One example of this is with the existing rabies virus (RABV) vaccines that are based on classical rabies isolates. Rabies is caused by a number of antigenically divergent viruses within the lyssavirus genus. Whilst the existing vaccines protect against the prototypic lyssavirus, rabies virus, these vaccines are unable to confer robust protection against other lyssavirus species. Therefore, a better understanding of the antigenicity of these VEP will aid the development of more broadly neutralising and potent vaccines.
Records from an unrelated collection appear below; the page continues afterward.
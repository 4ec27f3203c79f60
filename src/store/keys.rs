//! Storage key names. These match the browser build of the app, so a data
//! directory seeded from a localStorage export loads as-is.

pub const LESSONS: &str = "cremeLessons";
pub const VOCAB: &str = "cremeVocab";
pub const API_KEY: &str = "ai_apiKey";
pub const BASE_URL: &str = "ai_baseUrl";
use std::time::Duration;

use regex::Regex;
use serde::Deserialize;
use thiserror::Error;
use tracing::debug;

const DEFAULT_WATCH_BASE: &str = "https://www.youtube.com";
const USER_AGENT: &str =
    "Mozilla/5.0 (Windows NT 10.0; Win64; x64) AppleWebKit/537.36 (KHTML, like Gecko) Chrome/120.0 Safari/537.36";
const FETCH_TIMEOUT: Duration = Duration::from_secs(30);

/// Every failure collapses into one user-facing message; the distinction
/// between "no such video", "no French captions" and a transport error only
/// matters at debug level.
#[derive(Debug, Error)]
pub enum TranscriptError {
    #[error("无法提取字幕，请确认视频有法语字幕 (CC)")]
    Unavailable,
}

#[derive(Debug, Clone, Deserialize)]
struct CaptionTrack {
    #[serde(rename = "baseUrl")]
    base_url: String,
    #[serde(rename = "languageCode", default)]
    language_code: String,
}

#[derive(Debug, Clone, Copy)]
enum Pick {
    Lang(&'static str),
    Default,
}

/// Pulls French captions for a video by scraping the watch page's caption
/// track list. `base_url` is swappable so tests can stand in for the real
/// site.
#[derive(Clone)]
pub struct TranscriptFetcher {
    client: reqwest::Client,
    base_url: String,
}

impl Default for TranscriptFetcher {
    fn default() -> Self {
        Self::new()
    }
}

impl TranscriptFetcher {
    pub fn new() -> Self {
        Self::with_base_url(DEFAULT_WATCH_BASE)
    }

    pub fn with_base_url(base_url: impl Into<String>) -> Self {
        let client = reqwest::Client::builder()
            .timeout(FETCH_TIMEOUT)
            .user_agent(USER_AGENT)
            .build()
            .unwrap_or_else(|_| reqwest::Client::new());
        Self {
            client,
            base_url: base_url.into(),
        }
    }

    /// Fallback chain: the `fr` track, then `fr-FR`, then whatever track the
    /// video lists first. First success wins; each miss is only logged.
    pub async fn fetch_french(&self, url: &str) -> Result<String, TranscriptError> {
        let Some(video_id) = extract_video_id(url) else {
            debug!(url, "no video id in URL");
            return Err(TranscriptError::Unavailable);
        };

        let tracks = match self.caption_tracks(&video_id).await {
            Ok(tracks) => tracks,
            Err(error) => {
                debug!(video_id, %error, "watch page fetch failed");
                Vec::new()
            }
        };

        for pick in [Pick::Lang("fr"), Pick::Lang("fr-FR"), Pick::Default] {
            let Some(track) = pick_track(&tracks, pick) else {
                debug!(video_id, ?pick, "no matching caption track");
                continue;
            };
            match self.track_text(&track.base_url).await {
                Ok(text) if !text.is_empty() => return Ok(text),
                Ok(_) => debug!(video_id, ?pick, "caption track was empty"),
                Err(error) => debug!(video_id, ?pick, %error, "caption track fetch failed"),
            }
        }

        Err(TranscriptError::Unavailable)
    }

    async fn caption_tracks(&self, video_id: &str) -> Result<Vec<CaptionTrack>, reqwest::Error> {
        let url = format!(
            "{}/watch?v={}",
            self.base_url.trim_end_matches('/'),
            urlencoding::encode(video_id)
        );
        let html = self.client.get(&url).send().await?.text().await?;
        Ok(parse_caption_tracks(&html))
    }

    async fn track_text(&self, track_url: &str) -> Result<String, reqwest::Error> {
        let xml = self.client.get(track_url).send().await?.text().await?;
        Ok(flatten_timedtext(&xml))
    }
}

fn pick_track<'a>(tracks: &'a [CaptionTrack], pick: Pick) -> Option<&'a CaptionTrack> {
    match pick {
        Pick::Lang(code) => tracks.iter().find(|t| t.language_code == code),
        Pick::Default => tracks.first(),
    }
}

/// The player response embeds the track list as a JSON array behind a
/// `"captionTracks":` key; serde handles the `&` escapes in the URLs.
fn parse_caption_tracks(html: &str) -> Vec<CaptionTrack> {
    let re = Regex::new(r#""captionTracks":(\[.*?\])"#).unwrap();
    re.captures(html)
        .and_then(|caps| serde_json::from_str(caps.get(1)?.as_str()).ok())
        .unwrap_or_default()
}

/// Joins the `<text>` fragments of a timedtext document into one flat string,
/// dropping all timing attributes and inline markup.
fn flatten_timedtext(xml: &str) -> String {
    let fragment = Regex::new(r"(?s)<text[^>]*>(.*?)</text>").unwrap();
    let tag = Regex::new(r"<[^>]+>").unwrap();
    let mut parts = Vec::new();
    for caps in fragment.captures_iter(xml) {
        let raw = caps.get(1).map(|m| m.as_str()).unwrap_or_default();
        let clean = decode_entities(&tag.replace_all(raw, ""));
        let clean = clean.trim().to_string();
        if !clean.is_empty() {
            parts.push(clean);
        }
    }
    parts.join(" ")
}

pub fn extract_video_id(url: &str) -> Option<String> {
    let trimmed = url.trim();
    if is_video_id(trimmed) {
        return Some(trimmed.to_string());
    }
    for marker in ["youtu.be/", "/embed/", "/shorts/", "/live/"] {
        if let Some(pos) = trimmed.find(marker) {
            if let Some(id) = take_video_id(&trimmed[pos + marker.len()..]) {
                return Some(id);
            }
        }
    }
    if let Some(pos) = trimmed.find("v=") {
        if let Some(id) = take_video_id(&trimmed[pos + 2..]) {
            return Some(id);
        }
    }
    None
}

fn take_video_id(rest: &str) -> Option<String> {
    let id: String = rest
        .chars()
        .take_while(|c| c.is_ascii_alphanumeric() || *c == '-' || *c == '_')
        .collect();
    is_video_id(&id).then(|| id)
}

fn is_video_id(candidate: &str) -> bool {
    candidate.len() == 11
        && candidate
            .chars()
            .all(|c| c.is_ascii_alphanumeric() || c == '-' || c == '_')
}

/// Timedtext bodies double-encode entities (`&amp;#39;` for an apostrophe),
/// so decoding runs twice.
fn decode_entities(text: &str) -> String {
    decode_once(&decode_once(text))
}

fn decode_once(text: &str) -> String {
    let mut out = String::with_capacity(text.len());
    let mut rest = text;
    while let Some(start) = rest.find('&') {
        out.push_str(&rest[..start]);
        rest = &rest[start..];
        let decoded = rest
            .find(';')
            .filter(|end| *end <= 10)
            .and_then(|end| decode_entity(&rest[1..end]).map(|c| (c, end)));
        match decoded {
            Some((c, end)) => {
                out.push(c);
                rest = &rest[end + 1..];
            }
            None => {
                out.push('&');
                rest = &rest[1..];
            }
        }
    }
    out.push_str(rest);
    out
}

fn decode_entity(entity: &str) -> Option<char> {
    match entity {
        "amp" => Some('&'),
        "lt" => Some('<'),
        "gt" => Some('>'),
        "quot" => Some('"'),
        "apos" => Some('\''),
        "nbsp" => Some(' '),
        _ => {
            let digits = entity.strip_prefix('#')?;
            let code = match digits.strip_prefix(['x', 'X']) {
                Some(hex) => u32::from_str_radix(hex, 16).ok()?,
                None => digits.parse().ok()?,
            };
            char::from_u32(code)
        }
    }
}
mod health;
mod lessons;
mod proxy;
mod review;
mod settings;
mod transcript;
mod vocab;

use axum::http::StatusCode;
use axum::response::{IntoResponse, Response};
use axum::routing::get;
use axum::Router;

use crate::response::json_error;
use crate::state::AppState;

pub fn router(state: AppState) -> Router {
    Router::new()
        .route("/health", get(health::health))
        .nest("/api/proxy", proxy::router())
        .nest("/api/transcript", transcript::router())
        .nest("/api/lessons", lessons::router())
        .nest("/api/vocab", vocab::router())
        .nest("/api/review", review::router())
        .nest("/api/settings", settings::router())
        .fallback(fallback_handler)
        .with_state(state)
}

async fn fallback_handler() -> Response {
    json_error(StatusCode::NOT_FOUND, "Not found").into_response()
}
This PhD aims to address this requirement by undertaking serological and structural studies of VEP using pseudotyped viruses (PV), which are replication defective recombinant virus-like particles. The first part will extend the work we are currently undertaking on filoviruses and arenaviruses, by bringing together cutting edge in silico and in vitro technologies to achieve dramatic improvements in vaccine efficacy against all lyssavirus species. Digitally designed VEP sequences for ancestral viral isolates will be synthesised and characterised using our PV system. Promising antigens will be taken forward for in vivo analysis. Secondly, we will study the composition of the PV produced bearing the ancestral VEP. Cryo-electron tomography will be used to assess the density of VEP on the virus surface and the high resolution structure of the VEP. This information will be fed into our vaccine-antigen platform and used to guide further VEP optimisation.

The majority of the work will be carried out within the School of Life Sciences at the University of Sussex, with the live lyssaviruses work undertaken at APHA in bespoke SAPO4/ACDP3 laboratories.